Federal MP Bob Katter identified Australia’s supermarket duopoly, the Murray-Darling Basin Plan and imported foreign produce as the key issues facing Victorians when he visited Bendigo on Saturday.
Mr Katter was in town to speak at the Victorian conference of Katter’s Australian Party at the Bendigo RSL Club.
About 80 members from across the state attended the conference including a contingent from Bendigo, but Mr Katter said the party was not ready to announce a candidate for this seat.
“There have been names mentioned, but I can’t reveal anything at the moment,” he said.
“In the next six weeks a candidate will be named.
“The current federal representation in Bendigo is not worth two bob.”
Mr Katter has promised a KAP candidate in every seat at the next federal election.
“This is the fastest growing party in Australia,” he said.
The KAP’s main policies include a war on big supermarkets and a pledge to cut back Coles and Woolworths’ share of the market to 22 per cent each.
“Every single Australian business is under threat (from this duopoly) – butchers, bakers, pharmacists, service stations and farmers,” Mr Katter said.
“There’s no room for anybody else and farmers and manufacturers only have two people to sell to.”
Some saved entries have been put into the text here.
#[cfg(test)]
mod tests {
    use super::*;

    use bizflow_core::payload::{
        InvoicePayload, LeadPayload, OpportunityPayload, ProductPayload, ProjectPayload,
        QuotePayload,
    };
    use bizflow_event_bus::EventBus;
    use bizflow_test_support::{
        FailingMutationSink, FixedClock, RecordingMutationSink, fixed_now,
    };
    use chrono::NaiveDate;

    use crate::application::engine::PropagationEngine;

    struct Harness {
        bus: EventBus,
        engine: Arc<PropagationEngine>,
        sink: Arc<RecordingMutationSink>,
    }

    fn harness() -> Harness {
        let sink = Arc::new(RecordingMutationSink::new());
        let mutations: Arc<dyn MutationSink> = Arc::clone(&sink) as Arc<dyn MutationSink>;
        let bus = EventBus::new(Arc::new(FixedClock::default()));
        let engine = Arc::new(PropagationEngine::new(
            default_rules(&mutations),
            Arc::new(FixedClock::default()),
        ));
        engine.attach(&bus);
        Harness { bus, engine, sink }
    }

    #[test]
    fn test_default_table_order_and_triggers() {
        let mutations: Arc<dyn MutationSink> = Arc::new(RecordingMutationSink::new());

        let rules = default_rules(&mutations);

        let table: Vec<(&str, EventType)> = rules.iter().map(|r| (r.id(), r.trigger())).collect();
        assert_eq!(
            table,
            vec![
                (QUOTE_APPROVED_CREATES_INVOICE, EventType::QuoteApproved),
                (OPPORTUNITY_WON_CREATES_PROJECT, EventType::OpportunityWon),
                (INVOICE_PAID_UPDATES_CLIENT, EventType::InvoicePaid),
                (PRODUCT_LOW_STOCK_RAISES_ALERT, EventType::ProductLowStock),
                (LEAD_CONVERTED_CREATES_OPPORTUNITY, EventType::LeadConverted),
                (PROJECT_DELAYED_NOTIFIES_TEAM, EventType::ProjectDelayed),
            ]
        );
        assert!(rules.iter().all(PropagationRule::is_enabled));
    }

    #[tokio::test]
    async fn test_approved_quote_publishes_invoice() {
        // Arrange
        let h = harness();
        let quote_id = Uuid::new_v4();
        let client_id = Uuid::new_v4();
        let tenant_id = Uuid::new_v4();

        // Act
        let root = h
            .bus
            .publish(
                EventPayload::QuoteApproved(QuotePayload {
                    quote_id,
                    client_id,
                    opportunity_id: None,
                    total_cents: 420_000,
                    currency: "EUR".into(),
                }),
                PublishOptions::from_source("quotes").with_tenant(tenant_id),
            )
            .await
            .unwrap();

        // Assert
        let events = h.bus.recent_events(10);
        let types: Vec<EventType> = events.iter().map(|e| e.event_type()).collect();
        assert_eq!(types, vec![EventType::InvoiceCreated, EventType::QuoteApproved]);

        let invoice_event = &events[0];
        assert_eq!(invoice_event.source, PROPAGATION_SOURCE);
        assert_eq!(invoice_event.tenant_id, Some(tenant_id));
        assert_eq!(invoice_event.causation_id, Some(root.id));
        assert_eq!(
            invoice_event.metadata["rule_id"],
            QUOTE_APPROVED_CREATES_INVOICE
        );
        match &invoice_event.payload {
            EventPayload::InvoiceCreated(invoice) => {
                assert_eq!(invoice.client_id, client_id);
                assert_eq!(invoice.quote_id, Some(quote_id));
                assert_eq!(invoice.amount_cents, 420_000);
                assert_eq!(invoice.currency, "EUR");
                assert_eq!(
                    invoice.due_date,
                    Some(NaiveDate::from_ymd_opt(2026, 2, 14).unwrap())
                );
            }
            other => panic!("expected InvoiceCreated, got {other:?}"),
        }

        let results = h.engine.recent_results(10);
        assert_eq!(results.len(), 1);
        let result = &results[0];
        assert!(result.success);
        assert_eq!(result.rule_id, QUOTE_APPROVED_CREATES_INVOICE);
        assert_eq!(result.completed_at, fixed_now());
        assert!(
            result
                .affected_entities
                .iter()
                .any(|e| e.entity_type == "invoice" && e.module == BusinessModule::Finance)
        );
        assert!(h.sink.applied().is_empty());
    }

    #[tokio::test]
    async fn test_won_opportunity_publishes_project() {
        let h = harness();
        let opportunity_id = Uuid::new_v4();

        h.bus
            .publish(
                EventPayload::OpportunityWon(OpportunityPayload {
                    opportunity_id,
                    client_id: None,
                    lead_id: None,
                    title: "Warehouse rollout".into(),
                    value_cents: 9_000_000,
                }),
                PublishOptions::default(),
            )
            .await
            .unwrap();

        let projects = h.bus.events_by_type(EventType::ProjectCreated, 10);
        assert_eq!(projects.len(), 1);
        match &projects[0].payload {
            EventPayload::ProjectCreated(project) => {
                assert_eq!(project.opportunity_id, Some(opportunity_id));
                assert_eq!(project.name, "Warehouse rollout");
            }
            other => panic!("expected ProjectCreated, got {other:?}"),
        }
        assert!(h.engine.recent_results(10)[0].success);
    }

    #[tokio::test]
    async fn test_converted_lead_publishes_opportunity() {
        let h = harness();
        let lead_id = Uuid::new_v4();

        h.bus
            .publish(
                EventPayload::LeadConverted(LeadPayload {
                    lead_id,
                    client_id: None,
                    name: "Globex".into(),
                    estimated_value_cents: Some(75_000),
                }),
                PublishOptions::default(),
            )
            .await
            .unwrap();

        let opportunities = h.bus.events_by_type(EventType::OpportunityCreated, 10);
        assert_eq!(opportunities.len(), 1);
        match &opportunities[0].payload {
            EventPayload::OpportunityCreated(opportunity) => {
                assert_eq!(opportunity.lead_id, Some(lead_id));
                assert_eq!(opportunity.value_cents, 75_000);
            }
            other => panic!("expected OpportunityCreated, got {other:?}"),
        }
    }

    #[tokio::test]
    async fn test_paid_invoice_updates_client_without_publishing() {
        // Arrange
        let h = harness();
        let invoice_id = Uuid::new_v4();
        let client_id = Uuid::new_v4();

        // Act
        h.bus
            .publish(
                EventPayload::InvoicePaid(InvoicePayload {
                    invoice_id,
                    client_id,
                    quote_id: None,
                    amount_cents: 15_500,
                    currency: "USD".into(),
                    due_date: None,
                }),
                PublishOptions::default(),
            )
            .await
            .unwrap();

        // Assert
        assert_eq!(h.bus.recent_events(10).len(), 1);
        let applied = h.sink.applied();
        assert_eq!(applied.len(), 2);
        assert_eq!(applied[0].entity_id, invoice_id);
        assert_eq!(applied[1].module, BusinessModule::Clients);
        assert_eq!(applied[1].entity_id, client_id);
        assert_eq!(applied[1].details["amount_paid_cents"], 15_500);

        let result = &h.engine.recent_results(10)[0];
        assert!(result.success);
        assert_eq!(result.affected_entities.len(), 2);
    }

    #[tokio::test]
    async fn test_low_stock_raises_alert_with_shortfall() {
        let h = harness();
        let product_id = Uuid::new_v4();

        h.bus
            .publish(
                EventPayload::ProductLowStock(ProductPayload {
                    product_id,
                    sku: "BOLT-M8".into(),
                    name: "M8 bolt".into(),
                    quantity_on_hand: 3,
                    reorder_level: 10,
                }),
                PublishOptions::default(),
            )
            .await
            .unwrap();

        let applied = h.sink.applied();
        assert_eq!(applied.len(), 1);
        assert_eq!(applied[0].action, EntityAction::Alerted);
        assert_eq!(applied[0].entity_id, product_id);
        assert_eq!(applied[0].details["shortfall"], 7);
    }

    #[tokio::test]
    async fn test_delayed_project_notifies() {
        let h = harness();
        let project_id = Uuid::new_v4();

        h.bus
            .publish(
                EventPayload::ProjectDelayed(ProjectPayload {
                    project_id,
                    client_id: None,
                    opportunity_id: None,
                    name: "ERP migration".into(),
                    due_date: NaiveDate::from_ymd_opt(2026, 1, 10),
                }),
                PublishOptions::default(),
            )
            .await
            .unwrap();

        let applied = h.sink.applied();
        assert_eq!(applied.len(), 1);
        assert_eq!(applied[0].action, EntityAction::Notified);
        assert_eq!(applied[0].details["due_date"], "2026-01-10");
    }

    #[tokio::test]
    async fn test_failing_sink_produces_failed_result() {
        // Arrange
        let mutations: Arc<dyn MutationSink> = Arc::new(FailingMutationSink::new());
        let bus = EventBus::new(Arc::new(FixedClock::default()));
        let engine = Arc::new(PropagationEngine::new(
            default_rules(&mutations),
            Arc::new(FixedClock::default()),
        ));
        engine.attach(&bus);

        // Act
        let result = bus
            .publish(
                EventPayload::ProductLowStock(ProductPayload {
                    product_id: Uuid::new_v4(),
                    sku: "NUT-M8".into(),
                    name: "M8 nut".into(),
                    quantity_on_hand: 0,
                    reorder_level: 50,
                }),
                PublishOptions::default(),
            )
            .await;

        // Assert
        assert!(result.is_ok());
        let results = engine.recent_results(10);
        assert_eq!(results.len(), 1);
        assert!(!results[0].success);
        assert!(results[0].affected_entities.is_empty());
        assert_eq!(
            results[0].errors,
            vec!["infrastructure error: connection refused"]
        );
    }

    #[tokio::test]
    async fn test_client_update_failure_reports_settled_invoice() {
        // Arrange
        let sink = Arc::new(FailingMutationSink::after(1));
        let mutations: Arc<dyn MutationSink> = Arc::clone(&sink) as Arc<dyn MutationSink>;
        let bus = EventBus::new(Arc::new(FixedClock::default()));
        let engine = Arc::new(PropagationEngine::new(
            default_rules(&mutations),
            Arc::new(FixedClock::default()),
        ));
        engine.attach(&bus);
        let invoice_id = Uuid::new_v4();

        // Act
        bus.publish(
            EventPayload::InvoicePaid(InvoicePayload {
                invoice_id,
                client_id: Uuid::new_v4(),
                quote_id: None,
                amount_cents: 8_200,
                currency: "USD".into(),
                due_date: None,
            }),
            PublishOptions::default(),
        )
        .await
        .unwrap();

        // Assert
        assert_eq!(sink.applied().len(), 1);
        let result = &engine.recent_results(10)[0];
        assert!(!result.success);
        assert_eq!(
            result.errors,
            vec!["infrastructure error: connection refused"]
        );
        assert_eq!(result.affected_entities.len(), 1);
        assert_eq!(result.affected_entities[0].entity_type, "invoice");
        assert_eq!(result.affected_entities[0].entity_id, invoice_id);
    }

    #[tokio::test]
    async fn test_low_stock_shortfall_saturates_on_extreme_quantities() {
        let h = harness();

        h.bus
            .publish(
                EventPayload::ProductLowStock(ProductPayload {
                    product_id: Uuid::new_v4(),
                    sku: "GHOST-1".into(),
                    name: "Ghost stock".into(),
                    quantity_on_hand: i64::MIN,
                    reorder_level: 10,
                }),
                PublishOptions::default(),
            )
            .await
            .unwrap();

        assert!(h.engine.recent_results(10)[0].success);
        assert_eq!(h.sink.applied()[0].details["shortfall"], i64::MAX);
    }
}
Mr Katter said he would pay for his policies through the introduction of a 10 per cent customs duty on “everything coming into the country”.
“We will use that to adequately compensate mothers, to combat the financial penalty faced by women who choose to leave work and have children,” he said.
Mr Katter said the KAP would also fight to bring “freedom back”. “We want to let boys be boys and go hunting and fishing and all that,” he said.
“We believe in personal freedoms and property rights.”
This is partially what attracted Bendigo KAP member Tom Brough to the party.
“It’s really about encouraging individual freedoms and not focusing on highly regulated day to day life,” Mr Brough said.
“I think the party is a champion of sanity.”
The 26-year-old doctor said the KAP’s policies and values were “clear and unambiguous”.
“I think it has scope for meaningful change in a positive way,” he said. “It’s principle-based rather than on economic interests.”